3. The State Action Doctrine
Although the coverage of most of the Bill of Rights has been expanded to the actions of state and local governments, it does not generally apply to private conduct. With some exceptions, private persons and organizations do not have to comply with the Constitution. For example, while a public university cannot unduly restrict the free speech rights of its students, private universities are not subject to this rule. This “state action” doctrine applies not only to the Bill of Rights, but also to the due process and equal protection clauses of the Fourteenth Amendment. The Supreme Court held in 1883 in the Civil Rights Cases, that the language of the Fourteenth Amendment which begins “no state shall…,” requires this result. Although the doctrine is called the “state action” doctrine, it actually refers to any governmental conduct. Local governments are considered arms of the states for this purpose.

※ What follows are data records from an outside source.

#![allow(dead_code)]

use std::f32::consts::PI;

/// Generates a sine wave.
pub fn sine_wave(freq: f32, sample_rate: u32, num_samples: usize) -> Vec<f32> {
    (0..num_samples)
        .map(|i| (2.0 * PI * freq * i as f32 / sample_rate as f32).sin())
        .collect()
}

/// Generates deterministic pseudo-random noise in [-amp, amp].
pub fn noise(num_samples: usize, amp: f32, seed: u64) -> Vec<f32> {
    let mut state = seed;
    (0..num_samples)
        .map(|_| {
            state = state.wrapping_mul(6364136223846793005).wrapping_add(1442695040888963407);
            let unit = ((state >> 33) as f32) / (u32::MAX >> 1) as f32;
            (unit * 2.0 - 1.0) * amp
        })
        .collect()
}

/// Splits a signal into fixed-size blocks, dropping any partial tail.
pub fn blocks(signal: &[f32], block_size: usize) -> Vec<&[f32]> {
    signal.chunks_exact(block_size).collect()
}
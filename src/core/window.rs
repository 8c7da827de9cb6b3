//! Window and blending curves used by the stretch engine.
//!
//! All curves are precomputed once at engine construction and reused on
//! every processing step.

use std::f64::consts::PI;

/// Hamming-family analysis window coefficients.
const HAMMING_A0: f64 = 0.53836;
const HAMMING_A1: f64 = 0.46164;

/// `(1 + 1/sqrt(2)) / 2`, the peak of the output shaping curve.
const HINV_SQRT2: f64 = 0.5 * (1.0 + std::f64::consts::FRAC_1_SQRT_2);

/// Generates the analysis window applied to each grain before the forward
/// transform.
///
/// `w[i] = 0.53836 - 0.46164 * cos(2*pi*i / (size + 1))` — a Hamming variant
/// with the denominator offset by one, so the window never quite reaches
/// zero at either edge.
pub fn analysis_window(size: usize) -> Vec<f32> {
    let denom = size as f64 + 1.0;
    (0..size)
        .map(|i| (HAMMING_A0 - HAMMING_A1 * (2.0 * PI * i as f64 / denom).cos()) as f32)
        .collect()
}

/// Generates the raised-cosine cross-fade curve for blending successive
/// grains.
///
/// `c[i] = 0.5 + 0.5 * cos(i*pi / size)` runs from 1.0 down to near 0.0
/// across the block; it weights the previous grain, so each output sample
/// fades from the old grain into the new one.
pub fn crossfade_curve(size: usize) -> Vec<f32> {
    let freq = PI / size as f64;
    (0..size)
        .map(|i| (0.5 + 0.5 * (i as f64 * freq).cos()) as f32)
        .collect()
}

/// Generates the output shaping curve compensating the analysis window's
/// attenuation.
///
/// `s[i] = hinv_sqrt2 - (1 - hinv_sqrt2) * cos(2*i*pi / size)` with
/// `hinv_sqrt2 = (1 + 1/sqrt(2)) / 2`.
pub fn shaping_curve(size: usize) -> Vec<f32> {
    let freq = 2.0 * PI / size as f64;
    (0..size)
        .map(|i| (HINV_SQRT2 - (1.0 - HINV_SQRT2) * (i as f64 * freq).cos()) as f32)
        .collect()
}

There are a few situations in which the Constitution does apply to private conduct, such as situations in which a private entity exercises powers usually exercised by the State, for example, holding a primary election, or running a prison or a city. The law also applies to private parties when they conspire with public officials to violate constitutional rights, or when they otherwise form a joint enterprise with the government. Private conduct usually is not held to constitute state action when the government merely licenses, regulates, or partially funds a private organization.
Congress does have the power, under other constitutional provisions, to pass statutes that apply constitutional standards to private conduct. Under the Thirteenth Amendment, which abolished slavery, Congress has the power to prohibit private racial discrimination (using its power to abolish “all badges and incidences of slavery”). Congress also has used its power to regulate interstate commerce to prohibit discrimination in employment on the basis of race, sex, religion, national origin, age and handicap.